Política

Secretário descarta reduzir ICMS sobre combustíveis no RN: “Medida populista que não vai resolver o problema”

FOTO: DIVULGAÇÃO

O secretário estadual de Tributação, Carlos Eduardo Xavier, defendeu nesta quarta-feira (22) a manutenção da alíquota de ICMS que é cobrada pelo Governo do Estado sobre os combustíveis no Rio Grande do Norte. De acordo com ele, reduzir a taxa neste momento não resolveria o problema dos sucessivos aumentos, do alto preço do produto e, ainda, traria “prejuízos” à população.

Atualmente, o Governo do Rio Grande do Norte cobra 29% de ICMS sobre gasolina comum e etanol e 18% sobre o óleo diesel. No caso da gasolina, é o mesmo imposto que é cobrado em outros cinco estados do Nordeste (Alagoas, Ceará, Paraíba, Pernambuco e Sergipe).

Na semana passada, o Governo do Rio Grande do Sul reduziu o imposto sobre a gasolina de 30% para 25%, o que criou um mal-estar entre os governadores. O ICMS do óleo diesel não foi reduzido, mas já é seis pontos percentuais menor que o do RN: 12%.

Carlos Eduardo reconhece que é uma carga tributária alta, mas, para ele, diminuir o imposto agora seria uma “medida populista” que afetaria fortemente o caixa do Estado – já combalido.

“O ICMS dos combustíveis é uma fatia fundamental da arrecadação própria dos estados. É uma medida completamente equivocada, porque a gente está enfrentando uma crise dos combustíveis que não é causada pelos tributos. Mexer na estrutura tributária de um estado que vive uma crise financeira, como a gente, não vai resolver”, disse Carlos Eduardo Xavier.

A alíquota de ICMS sobre combustíveis está inalterada no Rio Grande do Norte desde 2015, quando houve o último aumento, de 27% para 29%. Vale ressaltar que 2% dos recursos são destinados ao Fundo Estadual de Combate à Pobreza (Fecop), que mantém programas sociais como o Restaurante Popular.

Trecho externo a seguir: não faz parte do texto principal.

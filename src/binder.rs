//! Dynamic attribute binder
//!
//! Converts between persisted `StorageConfig` rows and the typed
//! `StorageStrategyConfig`, resolving each row key through the schema table.
//! Binding is lenient: rows the schema does not recognize are reported and
//! skipped, never fatal. No I/O happens here.

use thiserror::Error;
use tracing::warn;

use crate::model::{StorageConfig, StorageStrategyConfig};
use crate::schema::{self, FieldKind};

/// A row that could not be bound. Logged, never surfaced to callers.
#[derive(Debug, Clone, PartialEq, Eq, Error)]
pub enum BindingAnomaly {
    #[error("no schema field named `{0}`")]
    UnknownKey(String),

    #[error("`{key}` expects a boolean literal, got `{value}`")]
    InvalidFlag { key: String, value: String },
}

/// Bind rows onto a typed config, returning the anomalies met on the way
pub fn bind(rows: &[StorageConfig]) -> (StorageStrategyConfig, Vec<BindingAnomaly>) {
    let mut config = StorageStrategyConfig::default();
    let mut anomalies = Vec::new();

    for row in rows {
        let Some(spec) = schema::field(&row.key) else {
            anomalies.push(BindingAnomaly::UnknownKey(row.key.clone()));
            continue;
        };

        match spec.kind {
            FieldKind::Flag => match row.value.as_deref().map(parse_flag) {
                None => config.is_private = None,
                Some(Some(flag)) => config.is_private = Some(flag),
                Some(None) => anomalies.push(BindingAnomaly::InvalidFlag {
                    key: row.key.clone(),
                    value: row.value.clone().unwrap_or_default(),
                }),
            },
            FieldKind::Text => match config.text_mut(&row.key) {
                Some(slot) => *slot = row.value.clone(),
                None => anomalies.push(BindingAnomaly::UnknownKey(row.key.clone())),
            },
        }
    }

    (config, anomalies)
}

/// Rows to typed config. Anomalies are logged and the rows skipped.
pub fn to_typed(rows: &[StorageConfig]) -> StorageStrategyConfig {
    let (config, anomalies) = bind(rows);
    for anomaly in &anomalies {
        warn!(anomaly = %anomaly, "Skipped storage parameter while binding");
    }
    config
}

/// Overwrite each row's value from `config`.
///
/// Only `value` changes; key, ids and type are left as given. Rows whose key
/// the schema does not know keep their current value.
pub fn to_rows(config: &StorageStrategyConfig, mut rows: Vec<StorageConfig>) -> Vec<StorageConfig> {
    for row in rows.iter_mut() {
        let Some(spec) = schema::field(&row.key) else {
            warn!(
                anomaly = %BindingAnomaly::UnknownKey(row.key.clone()),
                "Kept storage parameter unchanged while unbinding"
            );
            continue;
        };

        row.value = match spec.kind {
            FieldKind::Flag => config.is_private.map(format_flag),
            FieldKind::Text => match config.text(&row.key) {
                Some(value) => value.clone(),
                None => {
                    warn!(key = %row.key, "Schema field has no typed counterpart");
                    continue;
                }
            },
        };
    }
    rows
}

fn parse_flag(value: &str) -> Option<bool> {
    if value.eq_ignore_ascii_case("true") {
        Some(true)
    } else if value.eq_ignore_ascii_case("false") {
        Some(false)
    } else {
        None
    }
}

fn format_flag(flag: bool) -> String {
    flag.to_string()
}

Na avaliação do secretário potiguar, reduzir a alíquota de ICMS não iria resolver o problema porque a diminuição poderia ser anulada rapidamente, devido aos constantes aumentos anunciados pela Petrobras. Ele destacou que os reajustes são explicados pela política de preços adotada pela Petrobras em 2016, quando a companhia indexou o valor do combustível à cotação do dólar e ao preço do barril de petróleo.

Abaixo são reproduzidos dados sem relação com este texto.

//! Command parsing

use crate::error::{PokedexError, Result};

/// Command names and descriptions, in the order `help` lists them.
pub const COMMANDS: &[(&str, &str)] = &[
    ("help", "Displays a help message"),
    ("exit", "Exit the Pokedex"),
    ("map", "Displays the next 20 locations in the Pokemon world"),
    ("mapb", "Displays the previous 20 locations in the Pokemon world"),
    ("explore", "Explore a location area for Pokemon: explore <area>"),
    ("catch", "Attempt to catch a Pokemon: catch <pokemon>"),
    ("inspect", "Show details of a caught Pokemon: inspect <pokemon>"),
    ("pokedex", "List every Pokemon you have caught"),
];

/// A parsed REPL command.
#[derive(Debug, Clone, PartialEq, Eq)]
pub enum Command {
    Help,
    Exit,
    Map,
    MapBack,
    Explore(String),
    Catch(String),
    Inspect(String),
    Pokedex,
}

impl Command {
    /// Parses cleaned input words. Returns `Ok(None)` for blank input.
    ///
    /// Words after the first argument are ignored.
    pub fn parse(words: &[String]) -> Result<Option<Self>> {
        let Some((name, args)) = words.split_first() else {
            return Ok(None);
        };
        let arg = |command: &'static str, argument: &'static str| {
            args.first()
                .cloned()
                .ok_or(PokedexError::MissingArgument { command, argument })
        };

        let command = match name.as_str() {
            "help" => Command::Help,
            "exit" => Command::Exit,
            "map" => Command::Map,
            "mapb" => Command::MapBack,
            "explore" => Command::Explore(arg("explore", "area")?),
            "catch" => Command::Catch(arg("catch", "pokemon")?),
            "inspect" => Command::Inspect(arg("inspect", "pokemon")?),
            "pokedex" => Command::Pokedex,
            other => return Err(PokedexError::UnknownCommand(other.to_string())),
        };
        Ok(Some(command))
    }
}

/// Lowercases the input and splits it on whitespace.
pub fn clean_input(text: &str) -> Vec<String> {
    text.to_lowercase()
        .split_whitespace()
        .map(str::to_string)
        .collect()
}

#[cfg(test)]
mod tests {
    use super::*;

    fn words(text: &str) -> Vec<String> {
        clean_input(text)
    }

    #[test]
    fn test_clean_input() {
        let cases = [
            ("  hello  world  ", vec!["hello", "world"]),
            ("  tacooo  belll  ", vec!["tacooo", "belll"]),
            ("  hello  world  I am herr ", vec!["hello", "world", "i", "am", "herr"]),
            ("superfunnymonkey 2", vec!["superfunnymonkey", "2"]),
            ("Charmander Bulbasaur PIKACHU", vec!["charmander", "bulbasaur", "pikachu"]),
            ("\tmap\n", vec!["map"]),
            ("   ", vec![]),
        ];

        for (input, expected) in cases {
            assert_eq!(clean_input(input), expected, "input: {input:?}");
        }
    }

    #[test]
    fn test_parse_simple_commands() {
        assert_eq!(Command::parse(&words("help")).unwrap(), Some(Command::Help));
        assert_eq!(Command::parse(&words("EXIT")).unwrap(), Some(Command::Exit));
        assert_eq!(Command::parse(&words("map")).unwrap(), Some(Command::Map));
        assert_eq!(Command::parse(&words("mapb")).unwrap(), Some(Command::MapBack));
        assert_eq!(Command::parse(&words("pokedex")).unwrap(), Some(Command::Pokedex));
    }

    #[test]
    fn test_parse_commands_with_argument() {
        assert_eq!(
            Command::parse(&words("explore pastoria-city-area")).unwrap(),
            Some(Command::Explore("pastoria-city-area".to_string()))
        );
        assert_eq!(
            Command::parse(&words("catch Pikachu extra words")).unwrap(),
            Some(Command::Catch("pikachu".to_string()))
        );
        assert_eq!(
            Command::parse(&words("inspect pidgey")).unwrap(),
            Some(Command::Inspect("pidgey".to_string()))
        );
    }

    #[test]
    fn test_parse_blank_input() {
        assert_eq!(Command::parse(&words("   ")).unwrap(), None);
    }

    #[test]
    fn test_parse_missing_argument() {
        let result = Command::parse(&words("catch"));
        assert!(matches!(
            result,
            Err(PokedexError::MissingArgument {
                command: "catch",
                argument: "pokemon"
            })
        ));
    }

    #[test]
    fn test_parse_unknown_command() {
        let result = Command::parse(&words("fly cerulean"));
        assert!(matches!(result, Err(PokedexError::UnknownCommand(name)) if name == "fly"));
    }

    #[test]
    fn test_help_table_covers_every_command() {
        for (name, _) in COMMANDS {
            let needs_arg = matches!(*name, "explore" | "catch" | "inspect");
            let input = if needs_arg { format!("{name} x") } else { name.to_string() };
            assert!(Command::parse(&words(&input)).unwrap().is_some(), "{name}");
        }
    }
}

“Se ele (Eduardo Leite, governador do Rio Grande do Sul) baixou semana passada o ICMS, hoje já houve um aumento da cotação do dólar. O combustível vai aumentar de novo. Ele vai perder a arrecadação lá, a redução que ele fez não vai chegar na bomba e a população não vai ser beneficiada. Ele vai ter menos arrecadação para prestar serviços públicos à sociedade. Me parece uma medida populista que não vai resolver o problema. A gente tem que ter cautela”.

Como resolver?

Para o secretário de Tributação, para resolver o problema dos sucessivos aumentos no preço dos combustíveis, é preciso “atacar o problema na raiz”. Ele chegou a sugerir criar um fundo de compensação para subsidiar o preço dos combustíveis, para evitar que a volatilidade no preço seja percebida pelo consumidor como é atualmente.

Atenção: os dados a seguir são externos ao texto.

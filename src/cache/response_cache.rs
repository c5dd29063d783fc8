//! Response Cache Module
//!
//! The concurrency-safe handle over [`CacheStore`] that API callers use.

use std::sync::Arc;
use std::time::Duration;

use bytes::Bytes;
use parking_lot::Mutex;
use tracing::debug;

use crate::cache::{CacheStats, CacheStore};
use crate::error::{PokedexError, Result};
use crate::tasks::{spawn_sweep_task, SweepHandle};

// == Response Cache ==
/// Time-expiring cache of raw API responses.
///
/// Every entry expires once its age reaches the interval given at
/// construction. Expired entries are removed only by a background sweep
/// that ticks once per interval, so an entry stays visible for at least one
/// interval and strictly less than two intervals after its last `add`.
///
/// All operations take one table-wide lock for their whole duration.
/// The sweep stops when the cache is dropped or [`shutdown`] is called.
///
/// The table has no capacity bound.
///
/// [`shutdown`]: ResponseCache::shutdown
#[derive(Debug)]
pub struct ResponseCache {
    store: Arc<Mutex<CacheStore>>,
    interval: Duration,
    sweeper: SweepHandle,
}

impl ResponseCache {
    // == Constructor ==
    /// Creates an empty cache and starts its background sweep.
    ///
    /// # Errors
    /// - [`PokedexError::InvalidInterval`] if `interval` is zero
    /// - [`PokedexError::NoRuntime`] if called outside a tokio runtime
    pub fn new(interval: Duration) -> Result<Self> {
        if interval.is_zero() {
            return Err(PokedexError::InvalidInterval);
        }

        let store = Arc::new(Mutex::new(CacheStore::new(interval)));
        let sweeper = spawn_sweep_task(store.clone(), interval)?;

        Ok(Self {
            store,
            interval,
            sweeper,
        })
    }

    // == Add ==
    /// Inserts or replaces the payload stored under `key`.
    ///
    /// Re-adding a key resets its expiration clock.
    pub fn add(&self, key: impl Into<String>, value: impl Into<Bytes>) {
        let key = key.into();
        debug!(key = %key, "Caching response");
        self.store.lock().add(key, value.into());
    }

    // == Get ==
    /// Returns the payload stored under `key`, if any.
    ///
    /// A hit does not extend the entry's lifetime and a stale entry is not
    /// removed. The only side effect is bumping the hit or miss counter in
    /// [`CacheStats`].
    pub fn get(&self, key: &str) -> Option<Bytes> {
        let value = self.store.lock().get(key);
        debug!(key, hit = value.is_some(), "Cache lookup");
        value
    }

    // == Introspection ==
    /// Returns the fixed expiration interval.
    pub fn interval(&self) -> Duration {
        self.interval
    }

    /// Returns the number of stored entries, including stale ones not yet swept.
    pub fn len(&self) -> usize {
        self.store.lock().len()
    }

    /// Returns true if no entries are stored.
    pub fn is_empty(&self) -> bool {
        self.store.lock().is_empty()
    }

    /// Returns a snapshot of hit, miss and sweep counters.
    pub fn stats(&self) -> CacheStats {
        self.store.lock().stats()
    }

    // == Shutdown ==
    /// Stops the background sweep. Entries already stored stay readable but
    /// are no longer expired.
    pub fn shutdown(&self) {
        self.sweeper.stop();
    }

    /// Returns true while the background sweep is running.
    pub fn is_sweeping(&self) -> bool {
        !self.sweeper.is_finished()
    }
}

Ele criticou, ainda, a política de preços da Petrobras que indexa o valor do combustível ao dólar e ao preço do barril de petróleo – o que faz que com o preço flutue com mais rapidez.

Portal da 98 FM



1 Comentário

  • É estranho um governo que se diz “socialista” e que suas ações estão voltadas para os desfavorecidos, dizer que não faz medidas populistas.
    Dizem meias verdades, nunca esclarecem que o Brasil importa combustíveis ( não petróleo) por falta de refinarias, daí a importância de se acompanhar a cotação do dólar e de preço internacional do petróleo.
    Subsidiar o preço de combustíveis é colocar uma cobrança futura de reajuste ou aumento de tributos sobre a população. E o fim do governo Dilma se deu por esse motivo. Hoje estamos tendo reajuste no preço de energia para recuperar o buraco que os subsídios dados no passado.
    Dizem que os impostos não sobem, mas nunca esclarecem que o aumento de custo de combustível favorece o aumento da arrecadação.
    Em verdade as alíquotas cobradas são elevadas para um gênero de primeira necessidade. A influência do preço final de combustível influencia no transporte do trabalhador e de gêneros alimentícios, e até na preparação da refeição do menos favorecidos principalmente.
    E pensar que Tiradentes morreu decorrente de impostos de 20% cobrados por Portugal
    Governar enganando o povo, é melhor renunciar.